use serde::{Deserialize, Serialize};

fn d_subscriber_buffer() -> usize {
    256
}

/// `spec.md` §6: `transport: {subscriber_buffer: default 256}`.
#[derive(Debug, Clone, Serialize, Deserialize)]
pub struct TransportConfig {
    #[serde(default = "d_subscriber_buffer")]
    pub subscriber_buffer: usize,
}

impl Default for TransportConfig {
    fn default() -> Self {
        Self { subscriber_buffer: d_subscriber_buffer() }
    }
}
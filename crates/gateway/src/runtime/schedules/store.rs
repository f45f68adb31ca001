//! Durable store for [`ScheduledEmailTask`]s.
//!
//! Same single-writer, atomic write-then-rename persistence pattern as
//! `lg-memory`'s `TokenLedger`/`DialogMemory`: an in-memory map guarded by a
//! `parking_lot::RwLock`, flushed to `email_tasks.json` on every mutation.
//! Unlike the ancestor gateway's `schedules/store.rs` this carries no
//! cooldown/backoff/source-state machinery — there is exactly one source
//! (this process) and one sink (SMTP), so a task is either due or it isn't.

use std::fs;
use std::path::{Path, PathBuf};
use std::sync::Arc;

use chrono::{DateTime, Utc};
use lg_domain::error::{Error, ErrorKind};
use lg_domain::schedule::{EmailScheduleSink, EmailTaskKind, EmailTaskStatus, Recurrence, ScheduledEmailTask};
use parking_lot::RwLock;
use serde_json::Value;
use uuid::Uuid;

pub struct ScheduleStore {
    path: PathBuf,
    tasks: RwLock<Vec<ScheduledEmailTask>>,
}

impl ScheduleStore {
    pub fn load(path: impl Into<PathBuf>) -> Result<Self, Error> {
        let path = path.into();
        let tasks = if path.exists() {
            let raw = fs::read_to_string(&path)?;
            if raw.trim().is_empty() {
                Vec::new()
            } else {
                serde_json::from_str(&raw)?
            }
        } else {
            Vec::new()
        };
        Ok(Self { path, tasks: RwLock::new(tasks) })
    }

    fn flush(&self) -> Result<(), Error> {
        let tasks = self.tasks.read();
        let serialized = serde_json::to_string_pretty(&*tasks)?;
        if let Some(parent) = self.path.parent() {
            fs::create_dir_all(parent)?;
        }
        let tmp = tmp_path(&self.path);
        fs::write(&tmp, serialized)?;
        fs::rename(&tmp, &self.path)?;
        Ok(())
    }

    pub fn insert(&self, task: ScheduledEmailTask) -> Result<(), Error> {
        self.tasks.write().push(task);
        self.flush()
    }

    pub fn all(&self) -> Vec<ScheduledEmailTask> {
        self.tasks.read().clone()
    }

    pub fn due(&self, now: DateTime<Utc>) -> Vec<ScheduledEmailTask> {
        self.tasks
            .read()
            .iter()
            .filter(|t| {
                matches!(t.status, EmailTaskStatus::Scheduled | EmailTaskStatus::Created)
                    && t.scheduled_at.map(|at| at <= now).unwrap_or(true)
            })
            .cloned()
            .collect()
    }

    pub fn update<F>(&self, task_id: Uuid, mutate: F) -> Result<(), Error>
    where
        F: FnOnce(&mut ScheduledEmailTask),
    {
        {
            let mut tasks = self.tasks.write();
            match tasks.iter_mut().find(|t| t.task_id == task_id) {
                Some(task) => mutate(task),
                None => return Err(Error::Kind(ErrorKind::MissingSkill(task_id.to_string()))),
            }
        }
        self.flush()
    }
}

fn tmp_path(path: &Path) -> PathBuf {
    let mut tmp = path.as_os_str().to_owned();
    tmp.push(".tmp");
    PathBuf::from(tmp)
}

/// Implements the `schedule_email` skill's submission interface over this
/// store so `lg-skills` never depends on `lg-gateway` directly.
pub struct StoreScheduleSink {
    store: Arc<ScheduleStore>,
}

impl StoreScheduleSink {
    pub fn new(store: Arc<ScheduleStore>) -> Self {
        Self { store }
    }
}

#[async_trait::async_trait]
impl EmailScheduleSink for StoreScheduleSink {
    async fn submit(&self, recurrence: Option<Recurrence>, scheduled_at: Option<DateTime<Utc>>, args: Value) -> Uuid {
        let task_id = Uuid::new_v4();
        let status = if scheduled_at.is_some() || recurrence.is_some() { EmailTaskStatus::Scheduled } else { EmailTaskStatus::Created };
        let task = ScheduledEmailTask {
            task_id,
            kind: EmailTaskKind::Scheduled,
            status,
            created_at: Utc::now(),
            scheduled_at,
            recurrence,
            args,
            last_run_date: None,
        };
        // A store write failure here is surfaced to the caller only as a
        // missing task on the next `due()` poll; the skill's contract is
        // "returns a task id", not "guarantees persistence succeeded".
        let _ = self.store.insert(task);
        task_id
    }
}
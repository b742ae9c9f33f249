//! Output key naming for generated thumbnails.

/// Appended to the base name of every generated thumbnail.
pub const THUMBNAIL_SUFFIX: &str = "_thumbnail.png";

/// Derive the thumbnail key from the original key.
///
/// The last extension is dropped (split once on the final `.`). A key without
/// any `.` keeps its full text as the base.
pub fn thumbnail_key(key: &str) -> String {
    let base = key.rsplit_once('.').map_or(key, |(base, _)| base);
    format!("{base}{THUMBNAIL_SUFFIX}")
}

/// True for keys this service produced itself; those never trigger a new run.
pub fn is_thumbnail_key(key: &str) -> bool {
    key.ends_with(THUMBNAIL_SUFFIX)
}
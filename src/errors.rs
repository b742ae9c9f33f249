use crate::{
    models::event::EventError,
    services::{
        codec::CodecError,
        object_store::StorageError,
        pipeline::PipelineError,
        record_table::TableError,
        records::RecordError,
    },
};
use axum::{
    Json,
    http::StatusCode,
    response::{IntoResponse, Response},
};
use serde_json::json;
use std::fmt;

/// A lightweight wrapper for general errors that keeps the message local.
#[derive(Debug)]
pub struct AppError {
    pub status: StatusCode,
    pub message: String,
}

impl AppError {
    /// Create a new AppError with a specific status and message.
    pub fn new(status: StatusCode, msg: impl Into<String>) -> Self {
        Self {
            status,
            message: msg.into(),
        }
    }

    /// Shortcut for a 500 Internal Server Error
    pub fn internal(msg: impl Into<String>) -> Self {
        Self::new(StatusCode::INTERNAL_SERVER_ERROR, msg)
    }

    /// Shortcut for 404 Not Found
    pub fn not_found(msg: impl Into<String>) -> Self {
        Self::new(StatusCode::NOT_FOUND, msg)
    }

    /// Shortcut for 400 Bad Request
    pub fn bad_request(msg: impl Into<String>) -> Self {
        Self::new(StatusCode::BAD_REQUEST, msg)
    }
}

impl fmt::Display for AppError {
    fn fmt(&self, f: &mut fmt::Formatter<'_>) -> fmt::Result {
        write!(f, "{}", self.message)
    }
}

impl std::error::Error for AppError {}

impl IntoResponse for AppError {
    fn into_response(self) -> Response {
        if self.status.is_server_error() {
            tracing::error!(status = self.status.as_u16(), "{}", self.message);
        }

        let body = Json(json!({
            "error": self.message,
            "status": self.status.as_u16()
        }));

        (self.status, body).into_response()
    }
}

impl From<StorageError> for AppError {
    fn from(err: StorageError) -> Self {
        let status = match &err {
            StorageError::ObjectNotFound { .. } => StatusCode::NOT_FOUND,
            StorageError::AccessDenied { .. } => StatusCode::FORBIDDEN,
            StorageError::InvalidObjectKey | StorageError::InvalidBucketName { .. } => {
                StatusCode::BAD_REQUEST
            }
            StorageError::Sqlx(_) | StorageError::Io(_) => StatusCode::INTERNAL_SERVER_ERROR,
        };
        AppError::new(status, err.to_string())
    }
}

impl From<TableError> for AppError {
    fn from(err: TableError) -> Self {
        AppError::internal(err.to_string())
    }
}

impl From<RecordError> for AppError {
    fn from(err: RecordError) -> Self {
        match err {
            RecordError::NotFound(_) => AppError::not_found(err.to_string()),
            RecordError::Table(inner) => inner.into(),
        }
    }
}

impl From<EventError> for AppError {
    fn from(err: EventError) -> Self {
        AppError::bad_request(err.to_string())
    }
}

impl From<PipelineError> for AppError {
    fn from(err: PipelineError) -> Self {
        let status = match &err {
            PipelineError::Fetch { source, .. } => match source {
                StorageError::ObjectNotFound { .. } => StatusCode::NOT_FOUND,
                StorageError::InvalidObjectKey | StorageError::InvalidBucketName { .. } => {
                    StatusCode::BAD_REQUEST
                }
                _ => StatusCode::INTERNAL_SERVER_ERROR,
            },
            PipelineError::Codec {
                source: CodecError::Decode(_),
                ..
            } => StatusCode::UNPROCESSABLE_ENTITY,
            PipelineError::Codec { .. }
            | PipelineError::Store { .. }
            | PipelineError::Persist { .. }
            | PipelineError::Task(_) => StatusCode::INTERNAL_SERVER_ERROR,
        };
        AppError::new(status, err.to_string())
    }
}
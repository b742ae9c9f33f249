//! Thumbnail generation and the stores it depends on.

pub mod codec;
pub mod naming;
pub mod object_store;
pub mod pipeline;
pub mod record_builder;
pub mod record_table;
pub mod records;
pub mod transform;

#[cfg(test)]
pub mod testing;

══════════

- **WHAT IS NEEDED**
Bring together every line in the entries that holds the string "ErrorKind".

- **TASK RESULT**
use lg_domain::error::{Error, ErrorKind};
                None => return Err(Error::Kind(ErrorKind::MissingSkill(task_id.to_string()))),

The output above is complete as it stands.